Clinical significance of the parental origin of the X chromosome in Turner syndrome

Context: The phenotype in Turner syndrome (TS) is variable, even in patients with a supposedly nonmosaic karyotype. Previous work suggested that there were X-linked parent-of-origin effects on the phenotype. Hypothesis: The TS phenotype is influenced by the parental origin of the missed X chromosome. Design: This was a multicenter prospective study of TS patients and both their parents, determining parental origin of the X-chromosome, and characterizing the clinical phenotype. Patients and Methods: Eighty-three TS patients and their parents were studied. Inclusion criteria were TS with karyotype 45, X or 46Xi(Xq). Four highly polymorphic microsatellite markers on the X-chromosome DMD49, DYSII, DXS1283, and the androgen receptor gene and three Y chromosome markers, SRY, DYZ1, and DYZ3. Outcome Measures: The study determined the correlation between the parental origin of the X chromosome and the unique phenotypic traits of TS including congenital malformations, anthropometry and growth pattern, skeletal defects, endocrine traits, education, and vocation. Results: Eighty-three percent of 45, X retained their maternal X (X-m), whereas 64% 46Xi( Xq) retained their paternal X (X-p, P < 0.001).

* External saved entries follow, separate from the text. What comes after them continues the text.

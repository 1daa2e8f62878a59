use async_trait::async_trait;
use serde::{Deserialize, Serialize};
use crate::core::command::{Command, CommandError};
use crate::suppliers::domain::SupplierService;

pub(crate) struct RemoveSupplierCommand {
    supplier_service: Box<dyn SupplierService>,
}

impl RemoveSupplierCommand {
    pub(crate) fn new(supplier_service: Box<dyn SupplierService>) -> Self {
        Self {
            supplier_service,
        }
    }
}

#[derive(Debug, Deserialize)]
pub(crate) struct RemoveSupplierCommandRequest {
    pub supplier_id: String,
}

#[derive(Debug, Serialize)]
pub(crate) struct RemoveSupplierCommandResponse {
    pub supplier_id: String,
}

#[async_trait]
impl Command<RemoveSupplierCommandRequest, RemoveSupplierCommandResponse> for RemoveSupplierCommand {
    async fn execute(&self, req: RemoveSupplierCommandRequest) -> Result<RemoveSupplierCommandResponse, CommandError> {
        self.supplier_service.remove_supplier(req.supplier_id.as_str())
            .await.map_err(CommandError::from).map(|_| RemoveSupplierCommandResponse { supplier_id: req.supplier_id.to_string() })
    }
}

#[cfg(test)]
mod tests {
    use async_once::AsyncOnce;
    use lazy_static::lazy_static;
    use crate::core::command::{Command, CommandError};
    use crate::core::domain::Configuration;
    use crate::core::repository::RepositoryStore;
    use crate::suppliers::command::remove_supplier_cmd::{RemoveSupplierCommand, RemoveSupplierCommandRequest};
    use crate::suppliers::factory;

    lazy_static! {
        static ref SUT_CMD : AsyncOnce<RemoveSupplierCommand> = AsyncOnce::new(async {
                let svc = factory::create_supplier_service(&Configuration::new("test"), RepositoryStore::InMemory).await;
                RemoveSupplierCommand::new(svc)
            });
    }

    #[tokio::test]
    async fn test_should_run_remove_missing_supplier() {
        let cmd = SUT_CMD.get().await;
        let res = cmd.execute(RemoveSupplierCommandRequest { supplier_id: "missing".to_string() }).await;
        assert!(matches!(res, Err(CommandError::NotFound { .. })));
    }
}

Kidney malformations were exclusively found in Xm patients (P = 0.030). The Xm group had lower total and low-density lipoprotein cholesterol (P < 0.003), and higher body mass index SD score (P = 0.030) that was not maintained after GH treatment. Response to GH therapy was comparable. Ocular abnormalities were more common in the paternal X group (P = 0.017), who also had higher academic achievement. Conclusions: The parental origin of the missing short arm of the X chromosome has an impact on overweight, kidney, eye, and lipids, which suggests a potential effect of an as-yet-undetermined X chromosome gene imprinting.